_YOUR GOAL:_ The answer must consist of each line below that contains the string "Busy".

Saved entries
Start of Block
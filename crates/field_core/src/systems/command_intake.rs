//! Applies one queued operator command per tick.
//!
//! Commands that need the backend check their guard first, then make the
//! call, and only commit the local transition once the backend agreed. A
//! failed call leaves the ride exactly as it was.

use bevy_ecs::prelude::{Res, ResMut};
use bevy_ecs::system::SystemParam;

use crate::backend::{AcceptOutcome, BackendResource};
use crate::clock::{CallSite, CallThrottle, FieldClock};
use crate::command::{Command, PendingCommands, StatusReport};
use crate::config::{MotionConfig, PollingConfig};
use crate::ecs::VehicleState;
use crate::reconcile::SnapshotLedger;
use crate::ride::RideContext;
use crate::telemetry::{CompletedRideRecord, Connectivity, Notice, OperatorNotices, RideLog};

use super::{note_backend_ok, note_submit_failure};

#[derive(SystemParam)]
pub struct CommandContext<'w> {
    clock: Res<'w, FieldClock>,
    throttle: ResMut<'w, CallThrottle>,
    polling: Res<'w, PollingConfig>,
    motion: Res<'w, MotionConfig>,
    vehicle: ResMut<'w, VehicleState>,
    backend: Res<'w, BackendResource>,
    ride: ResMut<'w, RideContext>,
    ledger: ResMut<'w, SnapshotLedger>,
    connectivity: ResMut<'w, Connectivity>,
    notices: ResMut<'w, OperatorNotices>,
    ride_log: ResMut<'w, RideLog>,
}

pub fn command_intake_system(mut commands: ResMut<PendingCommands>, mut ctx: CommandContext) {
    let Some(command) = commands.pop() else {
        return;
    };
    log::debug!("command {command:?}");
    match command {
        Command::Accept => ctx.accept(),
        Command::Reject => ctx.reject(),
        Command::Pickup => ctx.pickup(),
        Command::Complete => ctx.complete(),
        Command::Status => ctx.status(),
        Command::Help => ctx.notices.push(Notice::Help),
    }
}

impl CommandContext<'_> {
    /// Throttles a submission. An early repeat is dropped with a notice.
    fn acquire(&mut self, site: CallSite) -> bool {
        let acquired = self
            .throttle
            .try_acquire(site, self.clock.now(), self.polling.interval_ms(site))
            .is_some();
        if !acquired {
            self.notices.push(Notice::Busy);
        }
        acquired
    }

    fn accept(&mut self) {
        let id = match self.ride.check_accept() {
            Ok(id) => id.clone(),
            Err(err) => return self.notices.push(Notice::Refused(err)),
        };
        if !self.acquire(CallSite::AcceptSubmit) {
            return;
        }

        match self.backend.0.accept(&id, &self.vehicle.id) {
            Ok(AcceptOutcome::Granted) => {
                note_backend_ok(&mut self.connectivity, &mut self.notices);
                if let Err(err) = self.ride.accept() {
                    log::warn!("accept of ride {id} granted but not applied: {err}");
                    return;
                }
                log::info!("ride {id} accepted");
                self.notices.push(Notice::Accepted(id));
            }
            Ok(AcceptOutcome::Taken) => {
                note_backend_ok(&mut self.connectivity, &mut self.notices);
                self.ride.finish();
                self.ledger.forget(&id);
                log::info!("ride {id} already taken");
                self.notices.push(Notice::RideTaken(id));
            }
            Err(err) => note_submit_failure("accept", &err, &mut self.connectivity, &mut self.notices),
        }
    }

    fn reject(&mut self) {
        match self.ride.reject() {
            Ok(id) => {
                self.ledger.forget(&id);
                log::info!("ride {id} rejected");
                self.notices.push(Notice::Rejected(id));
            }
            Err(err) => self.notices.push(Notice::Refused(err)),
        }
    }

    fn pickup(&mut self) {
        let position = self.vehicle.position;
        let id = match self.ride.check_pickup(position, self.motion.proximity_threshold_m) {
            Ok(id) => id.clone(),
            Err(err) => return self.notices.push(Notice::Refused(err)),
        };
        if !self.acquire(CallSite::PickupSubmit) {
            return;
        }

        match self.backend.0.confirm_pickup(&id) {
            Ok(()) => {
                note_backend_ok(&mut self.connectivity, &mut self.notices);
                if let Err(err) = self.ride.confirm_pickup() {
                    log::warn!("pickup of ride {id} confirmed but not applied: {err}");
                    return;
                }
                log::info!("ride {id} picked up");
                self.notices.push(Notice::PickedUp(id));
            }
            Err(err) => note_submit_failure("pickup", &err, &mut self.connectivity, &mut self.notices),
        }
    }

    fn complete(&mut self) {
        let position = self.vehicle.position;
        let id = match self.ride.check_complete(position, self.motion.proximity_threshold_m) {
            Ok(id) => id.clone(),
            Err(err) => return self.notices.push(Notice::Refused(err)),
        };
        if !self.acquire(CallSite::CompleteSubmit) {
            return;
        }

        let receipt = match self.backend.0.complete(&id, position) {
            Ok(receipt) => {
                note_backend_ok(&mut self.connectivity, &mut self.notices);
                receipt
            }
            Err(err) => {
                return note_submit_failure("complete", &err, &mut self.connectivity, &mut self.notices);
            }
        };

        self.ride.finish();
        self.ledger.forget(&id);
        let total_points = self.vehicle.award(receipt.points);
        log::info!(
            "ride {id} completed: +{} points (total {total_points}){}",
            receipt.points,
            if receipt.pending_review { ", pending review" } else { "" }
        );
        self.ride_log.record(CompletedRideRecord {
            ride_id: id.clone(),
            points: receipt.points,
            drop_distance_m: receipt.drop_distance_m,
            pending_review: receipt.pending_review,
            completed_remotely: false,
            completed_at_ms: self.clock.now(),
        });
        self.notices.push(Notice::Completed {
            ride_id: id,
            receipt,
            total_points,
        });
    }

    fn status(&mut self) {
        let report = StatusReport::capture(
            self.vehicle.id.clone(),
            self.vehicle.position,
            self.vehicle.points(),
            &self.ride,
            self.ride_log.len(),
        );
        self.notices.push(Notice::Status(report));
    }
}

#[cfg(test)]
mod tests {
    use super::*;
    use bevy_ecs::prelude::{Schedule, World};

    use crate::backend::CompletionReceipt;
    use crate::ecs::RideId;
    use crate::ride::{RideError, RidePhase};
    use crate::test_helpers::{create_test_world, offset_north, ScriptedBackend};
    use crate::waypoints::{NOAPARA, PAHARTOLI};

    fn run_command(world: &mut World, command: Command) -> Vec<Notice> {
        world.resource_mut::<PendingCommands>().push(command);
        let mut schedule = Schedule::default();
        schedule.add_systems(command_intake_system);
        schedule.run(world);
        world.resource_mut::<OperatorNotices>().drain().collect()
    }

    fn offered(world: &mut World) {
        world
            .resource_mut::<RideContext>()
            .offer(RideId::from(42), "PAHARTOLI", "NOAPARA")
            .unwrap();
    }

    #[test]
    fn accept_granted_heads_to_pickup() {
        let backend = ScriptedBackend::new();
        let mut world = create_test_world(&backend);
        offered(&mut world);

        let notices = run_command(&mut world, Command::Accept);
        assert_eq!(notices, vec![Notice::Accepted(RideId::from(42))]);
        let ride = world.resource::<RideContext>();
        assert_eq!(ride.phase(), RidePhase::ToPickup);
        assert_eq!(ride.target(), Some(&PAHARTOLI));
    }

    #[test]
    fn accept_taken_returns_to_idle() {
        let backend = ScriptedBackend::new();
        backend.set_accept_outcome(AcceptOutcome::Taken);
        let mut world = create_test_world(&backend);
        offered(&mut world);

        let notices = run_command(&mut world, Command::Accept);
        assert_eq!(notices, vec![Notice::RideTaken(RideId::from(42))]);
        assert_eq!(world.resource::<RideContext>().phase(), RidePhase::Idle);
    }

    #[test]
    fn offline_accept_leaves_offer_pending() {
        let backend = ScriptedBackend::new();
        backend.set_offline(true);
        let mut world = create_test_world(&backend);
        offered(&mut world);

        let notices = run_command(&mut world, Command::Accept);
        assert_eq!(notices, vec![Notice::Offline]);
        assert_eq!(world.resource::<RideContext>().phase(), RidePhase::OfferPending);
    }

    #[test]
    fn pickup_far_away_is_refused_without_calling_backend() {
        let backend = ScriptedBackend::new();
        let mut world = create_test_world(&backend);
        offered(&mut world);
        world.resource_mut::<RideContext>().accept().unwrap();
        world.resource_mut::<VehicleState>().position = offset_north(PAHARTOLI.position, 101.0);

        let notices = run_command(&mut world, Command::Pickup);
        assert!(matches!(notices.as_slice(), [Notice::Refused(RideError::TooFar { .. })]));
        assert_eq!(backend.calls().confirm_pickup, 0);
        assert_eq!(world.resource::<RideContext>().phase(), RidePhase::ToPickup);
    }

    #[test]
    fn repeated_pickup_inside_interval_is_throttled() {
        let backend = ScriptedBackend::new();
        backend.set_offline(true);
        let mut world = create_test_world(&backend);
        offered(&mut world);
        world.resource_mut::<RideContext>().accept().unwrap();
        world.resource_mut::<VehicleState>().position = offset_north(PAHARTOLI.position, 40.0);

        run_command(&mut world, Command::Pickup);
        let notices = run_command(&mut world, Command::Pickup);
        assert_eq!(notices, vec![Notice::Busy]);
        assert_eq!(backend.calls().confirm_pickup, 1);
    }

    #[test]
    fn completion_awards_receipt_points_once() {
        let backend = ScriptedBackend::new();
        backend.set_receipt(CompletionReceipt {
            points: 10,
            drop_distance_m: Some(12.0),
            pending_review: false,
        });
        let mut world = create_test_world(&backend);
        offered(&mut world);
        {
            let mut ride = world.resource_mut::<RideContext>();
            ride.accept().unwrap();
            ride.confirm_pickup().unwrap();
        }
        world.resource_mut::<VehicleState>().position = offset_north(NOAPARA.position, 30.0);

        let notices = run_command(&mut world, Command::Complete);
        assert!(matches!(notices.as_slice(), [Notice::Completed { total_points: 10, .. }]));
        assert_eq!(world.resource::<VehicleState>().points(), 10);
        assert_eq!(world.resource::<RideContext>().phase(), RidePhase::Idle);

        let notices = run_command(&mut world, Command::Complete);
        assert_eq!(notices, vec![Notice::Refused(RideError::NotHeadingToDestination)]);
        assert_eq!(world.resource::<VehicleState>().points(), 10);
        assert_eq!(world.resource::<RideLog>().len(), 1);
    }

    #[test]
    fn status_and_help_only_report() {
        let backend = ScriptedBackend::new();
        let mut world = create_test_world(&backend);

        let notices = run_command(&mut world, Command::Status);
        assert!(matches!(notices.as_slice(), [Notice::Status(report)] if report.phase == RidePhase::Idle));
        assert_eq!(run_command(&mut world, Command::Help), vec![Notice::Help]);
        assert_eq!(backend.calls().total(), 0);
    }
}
End of Block
_RESULT FOR THIS EXERCISE:_
            self.notices.push(Notice::Busy);
        assert_eq!(notices, vec![Notice::Busy]);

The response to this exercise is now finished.